_WORK ORDER_
Among the records below, find each line containing the word "client" and copy it.

THE RECORDS: Begin

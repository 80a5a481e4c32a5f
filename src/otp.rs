use std::collections::HashMap;
use std::time::{SystemTime, UNIX_EPOCH};

use data_encoding::{BASE32_NOPAD, HEXLOWER, HEXLOWER_PERMISSIVE};
use hmac::{Hmac, Mac};
use md5::Md5;
use sha1::Sha1;
use sha2::{Digest, Sha256, Sha512};

use crate::models::{Db, Entry, DEFAULT_PERIOD};

const STEAM_ALPHABET: &[u8] = b"23456789BCDFGHJKMNPQRTVWXY";
const MAX_DIGITS: u32 = 10;

/// Pull-based source of OTP codes for every entry in the snapshot.
pub trait OtpSource {
    /// Codes keyed by entry uuid. Entries that cannot produce a code are absent.
    fn current_codes(&self) -> HashMap<String, String>;
    /// Milliseconds until the shared rotation boundary.
    fn time_to_next_rotation_ms(&self) -> i64;
}

#[derive(Debug, Clone, PartialEq, Eq, thiserror::Error)]
pub enum OtpError {
    #[error("secret is not valid base32")]
    InvalidSecret,
    #[error("secret is not valid hex")]
    InvalidHexSecret,
    #[error("unsupported algorithm {0:?}")]
    UnsupportedAlgorithm(String),
    #[error("unsupported otp type {0:?}")]
    UnsupportedType(String),
    #[error("period must be greater than zero")]
    InvalidPeriod,
    #[error("digits must be between 1 and 10, got {0}")]
    InvalidDigits(u32),
    #[error("digest of {0} bytes is too short to truncate")]
    DigestTooShort(usize),
}

fn normalize_secret(secret: &str) -> Result<Vec<u8>, OtpError> {
    let normalized: String = secret
        .chars()
        .filter(|ch| !ch.is_ascii_whitespace() && *ch != '=')
        .map(|ch| ch.to_ascii_uppercase())
        .collect();
    BASE32_NOPAD
        .decode(normalized.as_bytes())
        .map_err(|_| OtpError::InvalidSecret)
}

fn hmac_digest(algo: &str, key: &[u8], message: &[u8]) -> Result<Vec<u8>, OtpError> {
    match algo.to_ascii_uppercase().as_str() {
        "SHA1" => {
            let mut mac = Hmac::<Sha1>::new_from_slice(key).map_err(|_| OtpError::InvalidSecret)?;
            mac.update(message);
            Ok(mac.finalize().into_bytes().to_vec())
        }
        "SHA256" => {
            let mut mac =
                Hmac::<Sha256>::new_from_slice(key).map_err(|_| OtpError::InvalidSecret)?;
            mac.update(message);
            Ok(mac.finalize().into_bytes().to_vec())
        }
        "SHA512" => {
            let mut mac =
                Hmac::<Sha512>::new_from_slice(key).map_err(|_| OtpError::InvalidSecret)?;
            mac.update(message);
            Ok(mac.finalize().into_bytes().to_vec())
        }
        "MD5" => {
            let mut mac = Hmac::<Md5>::new_from_slice(key).map_err(|_| OtpError::InvalidSecret)?;
            mac.update(message);
            Ok(mac.finalize().into_bytes().to_vec())
        }
        other => Err(OtpError::UnsupportedAlgorithm(other.to_string())),
    }
}

fn plain_digest(algo: &str, message: &[u8]) -> Result<Vec<u8>, OtpError> {
    match algo.to_ascii_uppercase().as_str() {
        "SHA1" => Ok(Sha1::digest(message).to_vec()),
        "SHA256" => Ok(Sha256::digest(message).to_vec()),
        "SHA512" => Ok(Sha512::digest(message).to_vec()),
        "MD5" => Ok(Md5::digest(message).to_vec()),
        other => Err(OtpError::UnsupportedAlgorithm(other.to_string())),
    }
}

/// RFC 4226 dynamic truncation. Digests shorter than the offset window
/// (HMAC-MD5 is 16 bytes) fail instead of reading past the end.
fn truncate(hash: &[u8]) -> Result<u32, OtpError> {
    let last = hash.last().ok_or(OtpError::DigestTooShort(0))?;
    let offset = (last & 0x0F) as usize;
    let window = hash
        .get(offset..offset + 4)
        .ok_or(OtpError::DigestTooShort(hash.len()))?;
    Ok(((window[0] as u32 & 0x7F) << 24)
        | ((window[1] as u32) << 16)
        | ((window[2] as u32) << 8)
        | (window[3] as u32))
}

fn hotp_value(secret: &[u8], algo: &str, counter: u64) -> Result<u32, OtpError> {
    let hash = hmac_digest(algo, secret, &counter.to_be_bytes())?;
    truncate(&hash)
}

fn check_digits(digits: u32) -> Result<(), OtpError> {
    if digits == 0 || digits > MAX_DIGITS {
        return Err(OtpError::InvalidDigits(digits));
    }
    Ok(())
}

fn decimal(value: u32, digits: u32) -> String {
    let modulus = 10_u64.pow(digits);
    let code = value as u64 % modulus;
    format!("{code:0width$}", width = digits as usize)
}

fn steam(mut value: u32, digits: u32) -> String {
    let len = STEAM_ALPHABET.len() as u32;
    let mut code = String::with_capacity(digits as usize);
    for _ in 0..digits {
        code.push(STEAM_ALPHABET[(value % len) as usize] as char);
        value /= len;
    }
    code
}

fn motp(entry: &Entry, unix_secs: u64) -> Result<String, OtpError> {
    let secret = HEXLOWER_PERMISSIVE
        .decode(entry.info.secret.trim().as_bytes())
        .map_err(|_| OtpError::InvalidHexSecret)?;
    let message = format!(
        "{}{}{}",
        unix_secs / entry.info.period,
        HEXLOWER.encode(&secret),
        entry.info.pin
    );
    let digest = HEXLOWER.encode(&plain_digest(&entry.info.algo, message.as_bytes())?);
    digest
        .get(..entry.info.digits as usize)
        .map(str::to_string)
        .ok_or(OtpError::InvalidDigits(entry.info.digits))
}

/// Computes the code an entry shows at `unix_secs`.
///
/// HOTP entries are computed at their stored counter; the counter is never
/// advanced from here.
pub fn generate(entry: &Entry, unix_secs: u64) -> Result<String, OtpError> {
    let info = &entry.info;
    check_digits(info.digits)?;
    match entry.kind.as_str() {
        "totp" | "steam" | "motp" if info.period == 0 => Err(OtpError::InvalidPeriod),
        "totp" => {
            let secret = normalize_secret(&info.secret)?;
            let value = hotp_value(&secret, &info.algo, unix_secs / info.period)?;
            Ok(decimal(value, info.digits))
        }
        "steam" => {
            let secret = normalize_secret(&info.secret)?;
            let value = hotp_value(&secret, &info.algo, unix_secs / info.period)?;
            Ok(steam(value, info.digits))
        }
        "hotp" => {
            let secret = normalize_secret(&info.secret)?;
            let value = hotp_value(&secret, &info.algo, info.counter)?;
            Ok(decimal(value, info.digits))
        }
        "motp" => motp(entry, unix_secs),
        other => Err(OtpError::UnsupportedType(other.to_string())),
    }
}

pub fn time_to_next_ms(now_ms: u64, period_secs: u64) -> i64 {
    let period_ms = period_secs.max(1) * 1000;
    (period_ms - now_ms % period_ms) as i64
}

fn unix_now_ms() -> u64 {
    SystemTime::now()
        .duration_since(UNIX_EPOCH)
        .map(|d| d.as_millis() as u64)
        .unwrap_or(0)
}

pub fn unix_now_secs() -> u64 {
    unix_now_ms() / 1000
}

/// Codes for every entry at `unix_secs`. Failing entries are logged and left out.
pub fn codes_at(entries: &[Entry], unix_secs: u64) -> HashMap<String, String> {
    let mut codes = HashMap::with_capacity(entries.len());
    for entry in entries {
        match generate(entry, unix_secs) {
            Ok(code) => {
                codes.insert(entry.uuid.clone(), code);
            }
            Err(e) => {
                tracing::warn!(uuid = %entry.uuid, kind = %entry.kind, error = %e, "otp generation failed");
            }
        }
    }
    codes
}

/// Wall-clock backed generator over the unlocked vault entries.
pub struct VaultOtp {
    entries: Vec<Entry>,
}

impl VaultOtp {
    pub fn new(db: &Db) -> Self {
        Self {
            entries: db.entries.clone(),
        }
    }
}

impl OtpSource for VaultOtp {
    fn current_codes(&self) -> HashMap<String, String> {
        codes_at(&self.entries, unix_now_secs())
    }

    fn time_to_next_rotation_ms(&self) -> i64 {
        time_to_next_ms(unix_now_ms(), DEFAULT_PERIOD)
    }
}
/// Cursor plus scroll window over a list whose length changes under it.
#[derive(Debug, Clone, Copy, Default, PartialEq, Eq)]
pub struct Selection {
    pub selected: Option<usize>,
    pub scroll_offset: usize,
}

impl Selection {
    /// Forgets the cursor; the next reclamp lands on the first row.
    pub fn reset(&mut self) {
        *self = Self::default();
    }

    pub fn reclamp(&mut self, len: usize, page_size: usize) {
        if len == 0 {
            self.reset();
            return;
        }
        let page = page_size.max(1);
        let selected = self.selected.map_or(0, |i| i.min(len - 1));
        self.selected = Some(selected);

        if selected < self.scroll_offset {
            self.scroll_offset = selected;
        } else if selected >= self.scroll_offset + page {
            self.scroll_offset = selected + 1 - page;
        }
        // Never leave blank space below the last row when the list shrank.
        let max_offset = len.saturating_sub(page);
        if self.scroll_offset > max_offset {
            self.scroll_offset = max_offset;
        }
    }

    pub fn move_up(&mut self, len: usize, page_size: usize) {
        self.step_back(1, len, page_size);
    }

    pub fn move_down(&mut self, len: usize, page_size: usize) {
        self.step_forward(1, len, page_size);
    }

    pub fn page_up(&mut self, len: usize, page_size: usize) {
        self.step_back(page_size.max(1), len, page_size);
    }

    pub fn page_down(&mut self, len: usize, page_size: usize) {
        self.step_forward(page_size.max(1), len, page_size);
    }

    fn step_back(&mut self, by: usize, len: usize, page_size: usize) {
        if let Some(i) = self.selected {
            self.selected = Some(i.saturating_sub(by));
        }
        self.reclamp(len, page_size);
    }

    fn step_forward(&mut self, by: usize, len: usize, page_size: usize) {
        if let Some(i) = self.selected {
            self.selected = Some(i.saturating_add(by));
        }
        self.reclamp(len, page_size);
    }

    /// Half-open range of list indices currently on screen.
    pub fn window(&self, len: usize, page_size: usize) -> std::ops::Range<usize> {
        let start = self.scroll_offset.min(len);
        let end = (start + page_size.max(1)).min(len);
        start..end
    }
}
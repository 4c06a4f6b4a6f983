use async_trait::async_trait;
use scraper::{Html, Selector};
use sha2::{Digest, Sha256};

use crate::{
    config::Config,
    errors::{AppError, AppResult},
    models::domain::{ChunkMetadata, DocumentChunk},
};

/// Elements whose text never reaches the reader.
const HIDDEN_ELEMENTS: [&str; 5] = ["script", "style", "noscript", "template", "head"];

/// Fetches a document and splits it into chunks.
#[cfg_attr(test, mockall::automock)]
#[async_trait]
pub trait DocumentLoader: Send + Sync {
    async fn load(&self, url: &str, file_type: &str) -> AppResult<Vec<DocumentChunk>>;
}

#[derive(Clone, Copy, Debug, PartialEq, Eq)]
pub enum FileType {
    Text,
    Markdown,
    Csv,
    Json,
    Html,
    Pdf,
}

impl FileType {
    pub fn parse(value: &str) -> AppResult<Self> {
        match value.trim().trim_start_matches('.').to_lowercase().as_str() {
            "txt" | "text" => Ok(FileType::Text),
            "md" | "markdown" => Ok(FileType::Markdown),
            "csv" => Ok(FileType::Csv),
            "json" => Ok(FileType::Json),
            "html" | "htm" => Ok(FileType::Html),
            "pdf" => Ok(FileType::Pdf),
            other => Err(AppError::LoaderError(format!(
                "unsupported file type: {}",
                other
            ))),
        }
    }

    pub fn as_str(&self) -> &'static str {
        match self {
            FileType::Text => "txt",
            FileType::Markdown => "md",
            FileType::Csv => "csv",
            FileType::Json => "json",
            FileType::Html => "html",
            FileType::Pdf => "pdf",
        }
    }

    fn extract_text(&self, body: &[u8]) -> AppResult<String> {
        match self {
            FileType::Pdf => pdf_extract::extract_text_from_mem(body)
                .map_err(|e| AppError::LoaderError(format!("failed to read PDF: {}", e))),
            FileType::Html => Ok(html_to_text(&String::from_utf8_lossy(body))),
            _ => Ok(String::from_utf8_lossy(body).into_owned()),
        }
    }
}

/// Runs extraction off the async runtime. PDF parsing is CPU bound and may
/// panic on malformed input; a panic is reported as a `LoaderError`.
async fn extract_document_text(file_type: FileType, body: Vec<u8>) -> AppResult<String> {
    tokio::task::spawn_blocking(move || file_type.extract_text(&body))
        .await
        .map_err(|e| {
            AppError::LoaderError(format!("{} extraction aborted: {}", file_type.as_str(), e))
        })?
}

/// Visible text of the `<body>`, one line per text node.
fn html_to_text(html: &str) -> String {
    let document = Html::parse_document(html);
    let Ok(body_selector) = Selector::parse("body") else {
        return String::new();
    };

    let Some(body) = document.select(&body_selector).next() else {
        return String::new();
    };

    let mut lines = Vec::new();
    for node in body.descendants() {
        let Some(text) = node.value().as_text() else {
            continue;
        };
        let hidden = node.ancestors().any(|ancestor| {
            ancestor
                .value()
                .as_element()
                .is_some_and(|element| HIDDEN_ELEMENTS.contains(&element.name()))
        });
        if hidden {
            continue;
        }

        let line = text.split_whitespace().collect::<Vec<_>>().join(" ");
        if !line.is_empty() {
            lines.push(line);
        }
    }
    lines.join("\n")
}

/// Character-window splitter that prefers to break at whitespace.
#[derive(Clone, Copy, Debug)]
pub struct TextSplitter {
    chunk_size: usize,
    chunk_overlap: usize,
}

impl TextSplitter {
    pub fn new(chunk_size: usize, chunk_overlap: usize) -> Self {
        let chunk_size = chunk_size.max(1);
        Self {
            chunk_size,
            chunk_overlap: chunk_overlap.min(chunk_size - 1),
        }
    }

    pub fn split(&self, text: &str) -> Vec<String> {
        let chars: Vec<char> = text.chars().collect();
        let mut chunks = Vec::new();
        let mut start = 0;

        while start < chars.len() {
            let mut end = (start + self.chunk_size).min(chars.len());
            if end < chars.len() {
                let search_from = (start + 1).max(start + self.chunk_size / 2);
                if let Some(ws) = (search_from..end).rev().find(|&i| chars[i].is_whitespace()) {
                    end = ws;
                }
            }

            let chunk: String = chars[start..end].iter().collect();
            let trimmed = chunk.trim();
            if !trimmed.is_empty() {
                chunks.push(trimmed.to_string());
            }

            if end == chars.len() {
                break;
            }
            let next = end.saturating_sub(self.chunk_overlap);
            start = if next > start { next } else { end };
        }

        chunks
    }
}

/// Loads plain-text-like documents over HTTP.
pub struct HttpDocumentLoader {
    client: reqwest::Client,
    splitter: TextSplitter,
}

impl HttpDocumentLoader {
    pub fn new(config: &Config) -> Self {
        Self {
            client: reqwest::Client::new(),
            splitter: TextSplitter::new(config.chunk_size, config.chunk_overlap),
        }
    }
}

#[async_trait]
impl DocumentLoader for HttpDocumentLoader {
    async fn load(&self, url: &str, file_type: &str) -> AppResult<Vec<DocumentChunk>> {
        let file_type = FileType::parse(file_type)?;

        let response = self.client.get(url).send().await.map_err(|e| {
            log::error!("Failed to fetch document {}: {}", url, e);
            AppError::LoaderError(format!("failed to fetch {}: {}", url, e))
        })?;

        let status = response.status();
        if !status.is_success() {
            return Err(AppError::LoaderError(format!(
                "fetching {} returned status {}",
                url, status
            )));
        }

        let body = response
            .bytes()
            .await
            .map_err(|e| AppError::LoaderError(format!("failed to read {}: {}", url, e)))?
            .to_vec();
        let digest = format!("{:x}", Sha256::digest(&body));

        let text = extract_document_text(file_type, body).await?;
        if text.trim().is_empty() {
            return Err(AppError::LoaderError(format!("document {} is empty", url)));
        }

        let chunks: Vec<DocumentChunk> = self
            .splitter
            .split(&text)
            .into_iter()
            .enumerate()
            .map(|(index, content)| {
                DocumentChunk::new(
                    content,
                    ChunkMetadata::new(url, file_type.as_str(), index, digest.as_str()),
                )
            })
            .collect();

        log::info!("Loaded {} chunks from {}", chunks.len(), url);
        Ok(chunks)
    }
}
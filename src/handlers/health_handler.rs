use actix_web::{get, HttpResponse};

#[get("/")]
async fn root() -> HttpResponse {
    HttpResponse::Ok().json(serde_json::json!({ "Hello": "World" }))
}

#[get("/health")]
async fn health_check() -> HttpResponse {
    HttpResponse::Ok().json(serde_json::json!({
        "status": "healthy",
        "version": env!("CARGO_PKG_VERSION")
    }))
}

#[cfg(test)]
mod tests {
    use super::*;
    use crate::test_utils::test_helpers::{assert_error_status, assert_success_status};
    use actix_web::{test, App};

    #[actix_web::test]
    async fn test_root_says_hello() {
        let app = test::init_service(App::new().service(root)).await;
        let req = test::TestRequest::get().uri("/").to_request();
        let body: serde_json::Value = test::call_and_read_body_json(&app, req).await;
        assert_eq!(body, serde_json::json!({ "Hello": "World" }));
    }

    #[actix_web::test]
    async fn test_health_check() {
        let app = test::init_service(App::new().service(health_check)).await;
        let req = test::TestRequest::get().uri("/health").to_request();
        let resp = test::call_service(&app, req).await;
        assert_success_status(resp.status());
    }

    #[actix_web::test]
    async fn test_unknown_route_is_an_error() {
        let app = test::init_service(App::new().service(root).service(health_check)).await;
        let req = test::TestRequest::get().uri("/health/ready").to_request();
        let resp = test::call_service(&app, req).await;
        assert_error_status(resp.status());
    }
}
pub mod document_loader;
pub mod embedding_service;
pub mod model_service;
pub mod output_parser;
pub mod prompt_compiler;
pub mod quiz_builder;
pub mod quiz_service;
pub mod retrieval;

THE RECORDS: End

_OUTPUT FOR THIS EXERCISE_
    client: reqwest::Client,
            client: reqwest::Client::new(),
        let response = self.client.get(url).send().await.map_err(|e| {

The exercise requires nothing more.